Then he went on to explain the little bit we knew about the situation in the U.S. There were loud gasps and stares of disbelief.  The captain informed passengers that Ground Control in Gander told us to stay put. The Canadian Government was in charge of our situation and no one was allowed to get off the aircraft.  No one on the ground was allowed to come near any of the air crafts.  Only airport police would come around periodically, look us over and go on to the next airplane.
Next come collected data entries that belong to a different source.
use std::borrow::Cow;

use serde::{Deserialize, Serialize};
use thiserror::Error;

use crate::pick::{ConvertError, ConvertErrorKind, Converter, Key, MapKey, Path, PrimitiveKind, Record, Value};

/// Traversal switches.
#[derive(Debug, Clone, Copy, Default, PartialEq, Eq, Serialize, Deserialize)]
#[serde(default)]
pub struct TraverseOptions {
	/// Return a terminal reference as is instead of following it once.
	pub skip_terminal_deref: bool,
}

/// Why a single step failed.
#[derive(Debug, Clone, PartialEq, Error)]
pub enum TraverseErrorKind {
	/// The step names nothing in the current node.
	#[error("field not found")]
	FieldNotFound,
	/// Sequence index outside `0..len` after normalizing negatives.
	#[error("index {index} out of range for length {len}")]
	IndexOutOfRange {
		/// Index as written in the path.
		index: i64,
		/// Sequence length.
		len: usize,
	},
	/// Positional record field outside the field list.
	#[error("field index {index} out of range for record with {len} fields")]
	FieldIndexOutOfRange {
		/// Index as written in the path.
		index: i64,
		/// Number of record fields.
		len: usize,
	},
	/// The step could not be coerced into the container's key type.
	#[error("cannot convert key")]
	KeyConvert(#[source] ConvertError),
	/// The value given to `set` could not be stored in a typed container.
	#[error("cannot convert value")]
	ValueConvert(#[source] ConvertError),
}

/// Traversal failure at one step of a path.
#[derive(Debug, Clone, PartialEq, Error)]
#[error("{prefix}: {kind}")]
pub struct TraverseError {
	/// Failure category.
	#[source]
	pub kind: TraverseErrorKind,
	/// Path up to and including the failing step.
	pub prefix: Path,
	/// Zero-based position of the failing step.
	pub step: usize,
}

impl TraverseError {
	fn at(path: &Path, step: usize, kind: TraverseErrorKind) -> Self {
		let prefix = path.prefix(step + 1);
		log::trace!("traversal stopped at {prefix}: {kind}");
		Self { kind, prefix, step }
	}

	/// Whether the failing step named nothing.
	pub fn is_not_found(&self) -> bool {
		self.kind == TraverseErrorKind::FieldNotFound
	}

	/// Conversion error behind a key or value coercion failure.
	pub fn convert_error(&self) -> Option<&ConvertError> {
		match &self.kind {
			TraverseErrorKind::KeyConvert(err) | TraverseErrorKind::ValueConvert(err) => Some(err),
			_ => None,
		}
	}
}

/// Walks value trees along paths.
///
/// Never mutates during reads. The converter coerces path steps into the key
/// type of non-string maps and into sequence positions.
#[derive(Debug, Clone, Default)]
pub struct Traverser {
	/// Traversal switches.
	pub options: TraverseOptions,
	/// Converter used for key coercion.
	pub converter: Converter,
}

impl Traverser {
	/// Traverser with default conversion options.
	pub fn new(options: TraverseOptions) -> Self {
		Self {
			options,
			converter: Converter::default(),
		}
	}

	/// Replace the key-coercion converter.
	pub fn with_converter(mut self, converter: Converter) -> Self {
		self.converter = converter;
		self
	}

	/// Leaf addressed by `path`.
	///
	/// Typed-array and byte elements come back owned; everything else is
	/// borrowed from `root`.
	pub fn retrieve<'v>(&self, root: &'v Value, path: &Path) -> Result<Cow<'v, Value>, TraverseError> {
		let mut node = Cow::Borrowed(root);
		for (step, key) in path.iter().enumerate() {
			node = match node {
				Cow::Borrowed(current) => self.access(current, key).map_err(|kind| TraverseError::at(path, step, kind))?,
				Cow::Owned(_) => return Err(TraverseError::at(path, step, TraverseErrorKind::FieldNotFound)),
			};
		}

		if self.options.skip_terminal_deref {
			return Ok(node);
		}
		Ok(match node {
			Cow::Borrowed(Value::Ref(inner)) => Cow::Borrowed(inner.as_ref()),
			Cow::Owned(Value::Ref(inner)) => Cow::Owned(*inner),
			other => other,
		})
	}

	/// Elements of the sequence at `path`, each usable as a fresh root.
	///
	/// Null yields nothing and any other leaf yields itself once.
	pub fn elements<'v>(&self, root: &'v Value, path: &Path) -> Result<Vec<Cow<'v, Value>>, TraverseError> {
		Ok(match self.retrieve(root, path)? {
			Cow::Borrowed(Value::Seq(items)) => items.iter().map(Cow::Borrowed).collect(),
			Cow::Borrowed(Value::Array(array)) => array.iter().map(Cow::Owned).collect(),
			Cow::Owned(Value::Seq(items)) => items.into_iter().map(Cow::Owned).collect(),
			Cow::Owned(Value::Array(array)) => array.iter().map(Cow::Owned).collect(),
			Cow::Borrowed(Value::Bytes(bytes)) => bytes.iter().map(|byte| Cow::Owned(Value::U8(*byte))).collect(),
			Cow::Owned(Value::Bytes(bytes)) => bytes.into_iter().map(|byte| Cow::Owned(Value::U8(byte))).collect(),
			Cow::Borrowed(Value::Null) | Cow::Owned(Value::Null) => Vec::new(),
			leaf => vec![leaf],
		})
	}

	/// Store `value` at `path`.
	///
	/// Every step but the last must exist. The last step inserts or overwrites
	/// a map entry, or replaces an existing sequence element or record field.
	/// An empty path replaces the root.
	pub fn set(&self, root: &mut Value, path: &Path, value: Value) -> Result<(), TraverseError> {
		let Some((last, parents)) = path.keys.split_last() else {
			*root = value;
			return Ok(());
		};

		let mut node = root;
		for (step, key) in parents.iter().enumerate() {
			node = self.access_mut(node, key).map_err(|kind| TraverseError::at(path, step, kind))?;
		}
		self.assign(node, last, value).map_err(|kind| TraverseError::at(path, parents.len(), kind))
	}

	fn access<'v>(&self, node: &'v Value, key: &Key) -> Result<Cow<'v, Value>, TraverseErrorKind> {
		match node {
			Value::Map(entries) => {
				let found = match key {
					Key::Field(name) => entries.get(name.as_str()),
					Key::Index(index) => entries.get(&index.to_string()),
				};
				found.map(Cow::Borrowed).ok_or(TraverseErrorKind::FieldNotFound)
			}
			Value::Seq(items) => {
				let position = self.position(key, items.len())?;
				Ok(Cow::Borrowed(&items[position]))
			}
			Value::Ref(inner) => self.access(inner, key),
			Value::KeyedMap(map) => {
				let map_key = self.map_key(map.key_kind, key)?;
				map.entries.get(&map_key).map(Cow::Borrowed).ok_or(TraverseErrorKind::FieldNotFound)
			}
			Value::Array(array) => {
				let position = self.position(key, array.len())?;
				array.get(position).map(Cow::Owned).ok_or(TraverseErrorKind::FieldNotFound)
			}
			Value::Bytes(bytes) => {
				let position = self.position(key, bytes.len())?;
				Ok(Cow::Owned(Value::U8(bytes[position])))
			}
			Value::Record(record) => match key {
				Key::Field(name) => record.field(name).map(Cow::Borrowed).ok_or(TraverseErrorKind::FieldNotFound),
				Key::Index(index) => usize::try_from(*index)
					.ok()
					.and_then(|position| record.fields.get(position))
					.map(|field| Cow::Borrowed(&field.value))
					.ok_or(TraverseErrorKind::FieldIndexOutOfRange {
						index: *index,
						len: record.fields.len(),
					}),
			},
			_ => Err(TraverseErrorKind::FieldNotFound),
		}
	}

	fn access_mut<'v>(&self, node: &'v mut Value, key: &Key) -> Result<&'v mut Value, TraverseErrorKind> {
		match node {
			Value::Map(entries) => {
				let found = match key {
					Key::Field(name) => entries.get_mut(name.as_str()),
					Key::Index(index) => entries.get_mut(&index.to_string()),
				};
				found.ok_or(TraverseErrorKind::FieldNotFound)
			}
			Value::Seq(items) => {
				let position = self.position(key, items.len())?;
				Ok(&mut items[position])
			}
			Value::Ref(inner) => self.access_mut(inner, key),
			Value::KeyedMap(map) => {
				let map_key = self.map_key(map.key_kind, key)?;
				map.entries.get_mut(&map_key).ok_or(TraverseErrorKind::FieldNotFound)
			}
			Value::Record(record) => record_slot(record, key),
			_ => Err(TraverseErrorKind::FieldNotFound),
		}
	}

	fn assign(&self, node: &mut Value, key: &Key, value: Value) -> Result<(), TraverseErrorKind> {
		match node {
			Value::Map(entries) => {
				let name = match key {
					Key::Field(name) => name.clone(),
					Key::Index(index) => index.to_string(),
				};
				entries.insert(name, value);
			}
			Value::KeyedMap(map) => {
				let map_key = self.map_key(map.key_kind, key)?;
				map.entries.insert(map_key, value);
			}
			Value::Seq(items) => {
				let position = self.position(key, items.len())?;
				items[position] = value;
			}
			Value::Array(array) => {
				let position = self.position(key, array.len())?;
				let element = self.converter.convert(&value, array.kind()).map_err(TraverseErrorKind::ValueConvert)?;
				if !array.set(position, element) {
					let index = i64::try_from(position).unwrap_or(i64::MAX);
					return Err(TraverseErrorKind::IndexOutOfRange { index, len: array.len() });
				}
			}
			Value::Bytes(bytes) => {
				let position = self.position(key, bytes.len())?;
				let byte = self.converter.convert_to::<u8>(&value).map_err(TraverseErrorKind::ValueConvert)?;
				bytes[position] = byte;
			}
			Value::Ref(inner) => return self.assign(inner, key, value),
			Value::Record(record) => *record_slot(record, key)? = value,
			_ => return Err(TraverseErrorKind::FieldNotFound),
		}
		Ok(())
	}

	/// Sequence position for a step; negatives count from the end.
	fn position(&self, key: &Key, len: usize) -> Result<usize, TraverseErrorKind> {
		let index = match key {
			Key::Index(index) => *index,
			Key::Field(name) => self
				.converter
				.convert_to::<i64>(&Value::String(name.clone()))
				.map_err(TraverseErrorKind::KeyConvert)?,
		};
		let out_of_range = || TraverseErrorKind::IndexOutOfRange { index, len };
		let len_signed = i64::try_from(len).map_err(|_| out_of_range())?;
		let normalized = if index < 0 { index + len_signed } else { index };
		if !(0..len_signed).contains(&normalized) {
			return Err(out_of_range());
		}
		usize::try_from(normalized).map_err(|_| out_of_range())
	}

	/// Coerce a step into the key type of a non-string map.
	fn map_key(&self, kind: PrimitiveKind, key: &Key) -> Result<MapKey, TraverseErrorKind> {
		let source = match key {
			Key::Field(name) => Value::String(name.clone()),
			Key::Index(index) => Value::I64(*index),
		};
		let primitive = self.converter.convert(&source, kind).map_err(TraverseErrorKind::KeyConvert)?;
		MapKey::from_primitive(primitive)
			.ok_or_else(|| TraverseErrorKind::KeyConvert(ConvertError::new(ConvertErrorKind::InvalidType, &source, format!("map key {kind}"))))
	}
}

fn record_slot<'v>(record: &'v mut Record, key: &Key) -> Result<&'v mut Value, TraverseErrorKind> {
	match key {
		Key::Field(name) => record.field_mut(name).ok_or(TraverseErrorKind::FieldNotFound),
		Key::Index(index) => {
			let len = record.fields.len();
			usize::try_from(*index)
				.ok()
				.and_then(|position| record.fields.get_mut(position))
				.map(|field| &mut field.value)
				.ok_or(TraverseErrorKind::FieldIndexOutOfRange { index: *index, len })
		}
	}
}

/// Leaf addressed by `path`, with default options.
pub fn retrieve<'v>(root: &'v Value, path: &Path) -> Result<Cow<'v, Value>, TraverseError> {
	Traverser::default().retrieve(root, path)
}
In the next hour or so more planes landed and Gander ended up with 53 airplanes from all over the world, 27 of which were U.S. commercial jets.

Meanwhile, bits of news started to come in over the aircraft radio and for the first time we learned that airplanes were flown into the World Trade Center in New York and into the Pentagon in D.C.  People were trying to use their cell phones, but were unable to connect due to a different cell system in  Canada.  Some did get through, but were only able to get to the Canadian operator who would tell them that the lines to the U.S. were either blocked or jammed.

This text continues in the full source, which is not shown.